Mas a razão porque eu gostava de ter gostado de Supernanny merece ser explicada, e é esta: aquela família precisa realmente de ajuda e de conselhos, e não os tem. Este ponto tem estado demasiado ausente do debate público. Se Mary Poppins é uma personagem de ficção, se a Supernanny é paga pela SIC para dar audiências, e se o Estado português não liga um caracol a essa coisa antiquada chamada “família” – a não ser, pelos vistos, quando as famílias expõem as suas crianças na televisão, porque aí, ai meu Deus, coitadinhas, que ficam marcadas para a vida –, então aquilo que sobra é uma família solitária, perdida, sem saber o que fazer a uma criança descontrolada.

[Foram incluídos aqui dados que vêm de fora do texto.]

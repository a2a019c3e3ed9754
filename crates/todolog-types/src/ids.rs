//! Item identifiers.
//!
//! Ids are opaque strings on the wire. Clients mint them (UUIDv7 text by
//! default) so an optimistic insert already carries the key the replicated row
//! will have; the storage engine only requires them to be non-empty and unique.

use std::fmt;

use serde::{Deserialize, Serialize};

use crate::ValidationError;

/// An item identifier. Immutable once created.
#[derive(Clone, Hash, Eq, PartialEq, Ord, PartialOrd, Serialize, Deserialize)]
#[serde(transparent)]
pub struct ItemId(String);

impl ItemId {
    /// Wrap an existing identifier string.
    pub fn new(id: impl Into<String>) -> Self {
        Self(id.into())
    }

    /// Mint a fresh time-ordered id (UUIDv7).
    pub fn generate() -> Self {
        Self(uuid::Uuid::now_v7().to_string())
    }

    pub fn as_str(&self) -> &str {
        &self.0
    }

    /// First 8 characters, for log lines only.
    pub fn short(&self) -> &str {
        match self.0.char_indices().nth(8) {
            Some((idx, _)) => &self.0[..idx],
            None => &self.0,
        }
    }

    /// Reject empty ids.
    pub fn validate(&self) -> Result<(), ValidationError> {
        if self.0.trim().is_empty() {
            return Err(ValidationError::EmptyId);
        }
        Ok(())
    }
}

impl From<&str> for ItemId {
    fn from(s: &str) -> Self {
        Self::new(s)
    }
}

impl From<String> for ItemId {
    fn from(s: String) -> Self {
        Self(s)
    }
}

impl fmt::Display for ItemId {
    fn fmt(&self, f: &mut fmt::Formatter<'_>) -> fmt::Result {
        f.write_str(&self.0)
    }
}

impl fmt::Debug for ItemId {
    fn fmt(&self, f: &mut fmt::Formatter<'_>) -> fmt::Result {
        write!(f, "ItemId({})", self.0)
    }
}
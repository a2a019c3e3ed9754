//! Shape stream: NDJSON decoding and the subscription task.
//!
//! The subscriber holds one live GET against the shape endpoint. Every
//! subscription replays the log from the start, so each one begins with a
//! [`StreamItem::Reset`]: the session rebuilds its baseline out of sight and
//! swaps it in at the first `up-to-date`. A dropped connection or a
//! `must-refetch` ends the subscription; the next one starts from scratch
//! after the resubscribe delay.

use std::time::Duration;

use futures::StreamExt;
use reqwest::StatusCode;
use tokio::sync::mpsc;
use tokio::task::JoinHandle;
use tracing::{debug, info, warn};

use todolog_types::{Control, ShapeMessage};

/// What the subscriber hands to the session.
#[derive(Debug, Clone, PartialEq, Eq)]
pub enum StreamItem {
    /// A new subscription is starting; discard the baseline on its
    /// `up-to-date`.
    Reset,
    /// Messages decoded from one received chunk, in order.
    Messages(Vec<ShapeMessage>),
}

/// Errors from one subscription attempt.
#[derive(Debug, thiserror::Error)]
pub enum ShapeError {
    #[error("shape request failed: {0}")]
    Transport(#[from] reqwest::Error),
    #[error("shape endpoint answered {0}")]
    Status(StatusCode),
}

// ============================================================================
// Decoder
// ============================================================================

/// Incremental newline-delimited JSON splitter.
///
/// Chunks may end mid-line; the remainder is kept for the next push.
/// Lines that do not parse are logged and skipped.
#[derive(Debug, Default)]
pub struct ShapeDecoder {
    buf: Vec<u8>,
}

impl ShapeDecoder {
    pub fn new() -> Self {
        Self::default()
    }

    pub fn push(&mut self, chunk: &[u8]) -> Vec<ShapeMessage> {
        self.buf.extend_from_slice(chunk);

        let mut messages = Vec::new();
        while let Some(end) = self.buf.iter().position(|b| *b == b'\n') {
            let line: Vec<u8> = self.buf.drain(..=end).collect();
            let line = line.trim_ascii();
            if line.is_empty() {
                continue;
            }
            match serde_json::from_slice::<ShapeMessage>(line) {
                Ok(message) => messages.push(message),
                Err(e) => warn!(
                    error = %e,
                    line = %String::from_utf8_lossy(line),
                    "skipping malformed shape line"
                ),
            }
        }
        messages
    }

    /// Bytes of an incomplete trailing line.
    pub fn buffered(&self) -> usize {
        self.buf.len()
    }
}

fn is_must_refetch(message: &ShapeMessage) -> bool {
    matches!(message, ShapeMessage::Control(c) if c.headers.control == Control::MustRefetch)
}

// ============================================================================
// Subscriber
// ============================================================================

/// How a subscription ended without a transport error.
#[derive(Debug, Clone, Copy, PartialEq, Eq)]
enum StreamEnd {
    /// The server closed the body.
    Disconnected,
    MustRefetch,
    /// Nobody is listening any more.
    Closed,
}

pub struct ShapeSubscriber {
    http: reqwest::Client,
    url: String,
    resubscribe_delay: Duration,
    tx: mpsc::Sender<StreamItem>,
}

impl ShapeSubscriber {
    pub fn new(
        http: reqwest::Client,
        url: impl Into<String>,
        resubscribe_delay: Duration,
        tx: mpsc::Sender<StreamItem>,
    ) -> Self {
        Self { http, url: url.into(), resubscribe_delay, tx }
    }

    /// Run until the receiving side goes away.
    pub fn spawn(self) -> JoinHandle<()> {
        tokio::spawn(self.run())
    }

    async fn run(self) {
        loop {
            match self.subscribe_once().await {
                Ok(StreamEnd::Closed) => break,
                Ok(StreamEnd::MustRefetch) => info!(url = %self.url, "shape must be re-fetched"),
                Ok(StreamEnd::Disconnected) => info!(url = %self.url, "shape stream ended"),
                Err(e) => warn!(url = %self.url, error = %e, "shape subscription failed"),
            }
            if self.tx.is_closed() {
                break;
            }
            tokio::time::sleep(self.resubscribe_delay).await;
        }
        debug!("shape subscriber shutting down");
    }

    async fn subscribe_once(&self) -> Result<StreamEnd, ShapeError> {
        let response = self
            .http
            .get(&self.url)
            .query(&[("offset", "-1"), ("live", "true")])
            .send()
            .await?;

        let status = response.status();
        if status == StatusCode::CONFLICT {
            return Ok(StreamEnd::MustRefetch);
        }
        if !status.is_success() {
            return Err(ShapeError::Status(status));
        }

        if self.tx.send(StreamItem::Reset).await.is_err() {
            return Ok(StreamEnd::Closed);
        }
        debug!(url = %self.url, "shape subscribed");

        let mut decoder = ShapeDecoder::new();
        let mut body = response.bytes_stream();
        while let Some(chunk) = body.next().await {
            let mut messages = decoder.push(&chunk?);

            let refetch = messages.iter().position(is_must_refetch);
            if let Some(at) = refetch {
                messages.truncate(at);
            }
            if !messages.is_empty() && self.tx.send(StreamItem::Messages(messages)).await.is_err() {
                return Ok(StreamEnd::Closed);
            }
            if refetch.is_some() {
                return Ok(StreamEnd::MustRefetch);
            }
        }

        Ok(StreamEnd::Disconnected)
    }
}
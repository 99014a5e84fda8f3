//! Common test utilities shared across integration tests

pub mod fixture;
pub mod helpers;

pub use fixture::TestFixture;
pub use helpers::skip_if_no_git;
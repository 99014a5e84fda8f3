//! The branch switching flow: list, label, choose, checkout

use anyhow::{Result, bail};
use chrono::{DateTime, Utc};
use tracing::info;

use crate::git::{BranchManager, Repository, Runner};
use crate::label;
use crate::tui::{Select, Selection};

/// How a run ended when nothing went wrong
#[derive(Debug, Clone, PartialEq, Eq)]
pub enum Outcome {
    /// The named branch is now checked out
    Switched(String),
    /// The operator backed out of the menu; nothing was checked out
    Cancelled,
    /// The repository has no local branches to offer
    NoBranches,
}

/// Runs one enumerate → select → checkout pass against a repository
pub struct Switcher<'a> {
    repo: &'a Repository,
    runner: &'a dyn Runner,
    gutter: usize,
    title: String,
}

impl std::fmt::Debug for Switcher<'_> {
    fn fmt(&self, f: &mut std::fmt::Formatter<'_>) -> std::fmt::Result {
        f.debug_struct("Switcher")
            .field("repo", &self.repo)
            .field("gutter", &self.gutter)
            .field("title", &self.title)
            .finish_non_exhaustive()
    }
}

impl<'a> Switcher<'a> {
    /// Create a switcher for `repo` that invokes git through `runner`
    #[must_use]
    pub fn new(repo: &'a Repository, runner: &'a dyn Runner) -> Self {
        Self {
            repo,
            runner,
            gutter: label::DEFAULT_GUTTER,
            title: "Select a Git Branch".to_string(),
        }
    }

    /// Use `gutter` spaces between the longest name and its annotation
    #[must_use]
    pub const fn with_gutter(mut self, gutter: usize) -> Self {
        self.gutter = gutter;
        self
    }

    /// Show `title` above the menu
    #[must_use]
    pub fn with_title(mut self, title: impl Into<String>) -> Self {
        self.title = title.into();
        self
    }

    fn branches(&self) -> BranchManager<'a> {
        BranchManager::new(self.repo, self.runner)
    }

    /// Build the menu labels, most recently used branch first
    ///
    /// # Errors
    ///
    /// Returns an error if the branches cannot be listed
    pub fn labels(&self, now: DateTime<Utc>) -> Result<Vec<String>> {
        let entries = self.branches().list_by_recency()?;
        Ok(label::build_labels(&entries, now, self.gutter))
    }

    /// List branches, let the operator pick one and check it out
    ///
    /// # Errors
    ///
    /// Returns an error if listing fails, the menu fails, the chosen label
    /// carries no branch name, or git refuses the checkout
    pub fn run(&self, selector: &mut dyn Select, now: DateTime<Utc>) -> Result<Outcome> {
        let labels = self.labels(now)?;
        if labels.is_empty() {
            info!("No local branches to choose from");
            return Ok(Outcome::NoBranches);
        }

        let chosen = match selector.select(&self.title, &labels)? {
            Selection::Chosen(chosen) => chosen,
            Selection::Cancelled => {
                info!("Selection cancelled");
                return Ok(Outcome::Cancelled);
            }
        };

        let name = label::extract_name(&chosen);
        if name.is_empty() {
            bail!("Selected entry has no branch name: {chosen:?}");
        }

        self.branches().checkout(name)?;
        info!(branch = name, "Switched branch");
        Ok(Outcome::Switched(name.to_string()))
    }
}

É neste ponto que eu me afasto da opinião generalizada. Parece-me difícil assistir ao primeiro episódio de Supernanny e concluir que o maior problema do “Furacão Margarida” é os colegas de sete anos gozarem com ela na escola porque a viram na televisão bater na mãe. Lamento: o seu maior problema é mesmo não ter em casa um adulto capaz de impor regras mínimas de comportamento. Sendo que este problema não é – repito: não é – competência da Comissão de Protecção de Crianças e Jovens (CPCJ) da área onde reside a família.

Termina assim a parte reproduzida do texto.